# 55 Gal Fresh Start



## sapphoqueen (Feb 9, 2010)

try to mimic the background wallpaper and after that take it down you will get a scape for starter.... toss some own ideeas in and you will see the result


----------



## CoffeeLove (Oct 31, 2012)

I think you should keep adding wood/rock

---
I give my fish coffee


----------



## IsNull (Aug 8, 2012)

I can't really take down the wallpaper as it's hiding the UV, inline heater and PVC plumbing all boxed in a wooden frame. Unless I go with a lot of tall plants in the back to completely cover it... 

I was trying to go with a triangle type design. Heavy on the left with a small focal point on the right.

I'm new at this, and that's just based on what I've seen and read. I ran the same tank set up for the kids for many years, so there was no real 'aquascaping'. But since this is going in our bedroom, the WAF is much much higher.

Do you know where I can get rock to match the wallpaper?


----------



## CoffeeLove (Oct 31, 2012)

Why a triangle? Go for a natural look. Your background really is a prime example

---
I give my fish coffee


----------



## IsNull (Aug 8, 2012)

CoffeeLove said:


> Why a triangle? Go for a natural look. Your background really is a prime example
> 
> ---
> I give my fish coffee


It was just what I had read. Has to do with flow, symmetry, focal points etc (as I understand it).

http://www.plantedtank.net/forums/showthread.php?t=47054

http://www.aquabotanic.com/?tag=triangle-aquascape


----------



## becky3086 (Mar 22, 2013)

I think it is great. I love the wood. I do think the background is a little over powering. I had to really look at it to see what was in the tank and what wasn't.


----------



## du3ce (Jan 26, 2013)

not sure about all the pebles scattered all over the place


----------



## johnson18 (Apr 29, 2011)

The small stones are a little odd. Does the background have a solid color on the opposite side? If so I might consider flipping it around. I like the wood though I would make sure it is at a key focal point in the tank by using the rule of thirds. I'm no expert when it comes to aquascaping though.


----------



## cephelix (Apr 8, 2013)

The background to me distracts the eye from the focal point of the tank. I personally like a solid black background. That would make the plants and hardscape in your tank stand out more.

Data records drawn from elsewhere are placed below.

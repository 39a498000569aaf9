use crate::PricingResult;
use core::{any::Any, num::NonZeroUsize, slice};

/// What a worker hands to the aggregator for each item.
pub(crate) type Outcome = Result<PricingResult, Failure>;

/// A reported failure that kept an item out of the results.
#[derive(Clone, Debug, PartialEq, Eq, thiserror::Error)]
pub enum Failure {
    /// One item could not be processed. Its worker carried on.
    #[error("item {request_id:?} failed on worker {worker_id}: {reason}")]
    Item {
        request_id: String,
        worker_id: usize,
        reason: String,
    },

    /// A worker task died outside of item processing.
    #[error("worker {worker_id} failed: {reason}")]
    Worker { worker_id: usize, reason: String },

    /// An item was still queued after every worker had exited.
    #[error("item {request_id:?} was never processed")]
    Unprocessed { request_id: String },
}

/// The complete, unordered outcome of one batch.
///
/// Results carry no positional relationship to the input; correlate through
/// [`PricingResult::id`] only.
#[derive(Clone, Debug, Default, PartialEq)]
pub struct ResultSet {
    results: Vec<PricingResult>,
    failures: Vec<Failure>,
}

impl ResultSet {
    pub(crate) fn with_capacity(capacity: usize) -> Self {
        Self {
            results: Vec::with_capacity(capacity),
            failures: Vec::new(),
        }
    }

    pub(crate) fn record(&mut self, outcome: Outcome) {
        match outcome {
            Ok(result) => self.results.push(result),
            Err(failure) => self.failures.push(failure),
        }
    }

    pub(crate) fn extend_failures(&mut self, failures: impl IntoIterator<Item = Failure>) {
        self.failures.extend(failures);
    }

    /// Number of successful results.
    pub fn len(&self) -> usize {
        self.results.len()
    }

    pub fn is_empty(&self) -> bool {
        self.results.is_empty()
    }

    /// Returns `true` if no item or worker failed.
    pub fn is_complete(&self) -> bool {
        self.failures.is_empty()
    }

    pub fn results(&self) -> &[PricingResult] {
        &self.results
    }

    pub fn failures(&self) -> &[Failure] {
        &self.failures
    }

    pub fn iter(&self) -> slice::Iter<'_, PricingResult> {
        self.results.iter()
    }

    /// Splits the results into `ceil(len / chunk_size)` consecutive slices
    /// for transport. Every slice but the last holds exactly `chunk_size`
    /// results.
    pub fn chunks(&self, chunk_size: NonZeroUsize) -> slice::Chunks<'_, PricingResult> {
        self.results.chunks(chunk_size.get())
    }

    pub fn into_parts(self) -> (Vec<PricingResult>, Vec<Failure>) {
        (self.results, self.failures)
    }
}

impl IntoIterator for ResultSet {
    type Item = PricingResult;
    type IntoIter = std::vec::IntoIter<PricingResult>;

    fn into_iter(self) -> Self::IntoIter {
        self.results.into_iter()
    }
}

impl<'a> IntoIterator for &'a ResultSet {
    type Item = &'a PricingResult;
    type IntoIter = slice::Iter<'a, PricingResult>;

    fn into_iter(self) -> Self::IntoIter {
        self.iter()
    }
}

/// Best-effort extraction of a panic payload's message.
pub(crate) fn panic_message(payload: &(dyn Any + Send)) -> String {
    if let Some(s) = payload.downcast_ref::<&str>() {
        (*s).to_string()
    } else if let Some(s) = payload.downcast_ref::<String>() {
        s.clone()
    } else {
        "unknown panic payload".to_string()
    }
}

You could also do slopes in your tank instead of a flat substrate. That would give it a bit more depth of field and if you could try possibly angling the wood instead of having it stand straight up if it's going to be prominent. If it is going to be heavily planted with the wood eventually being covered in moss etc, then it should look fine.

That is my opinion though. Post up pictures of your progress once you've settled on the final layout.

Kindest Regards,
Ali


----------



## Couesfanatic (Sep 28, 2009)

Switch to a black background. Ditch the pebbles. Get more wood like what you have. Use lots of moss.


----------



## Soup12 (Nov 10, 2012)

go black background.. will add depth to the 55g since it has NO depth.

I always like a natural look vs man made. Try to do that with rock/wood/mosses and ferns. Read up on ADA scapes. Personally, I would ditch the 55g and get a 75g; atleast that has some depth and you can scape much easier.


----------



## IsNull (Aug 8, 2012)

Wow, this is a real bummer. I never expected the reaction to the wallpaper. I attached it with a oil type product to cling to the tank without bubbles. Now that the tank is full and has substrate, it's going to be a real big hassle to change the background. I can't really just take the old one off and put a new one on without breaking it all down again.

I did take the pebbles out.

Frustrated.


----------



## IsNull (Aug 8, 2012)

Dark Blue or Black with the black substrate?


----------



## aquarium hippy (Feb 7, 2013)

I use black with my black substrate it looks great.


----------



## aquarium hippy (Feb 7, 2013)

Jason


----------



## IsNull (Aug 8, 2012)

What do you think of using that wood with some of Dave's rocks?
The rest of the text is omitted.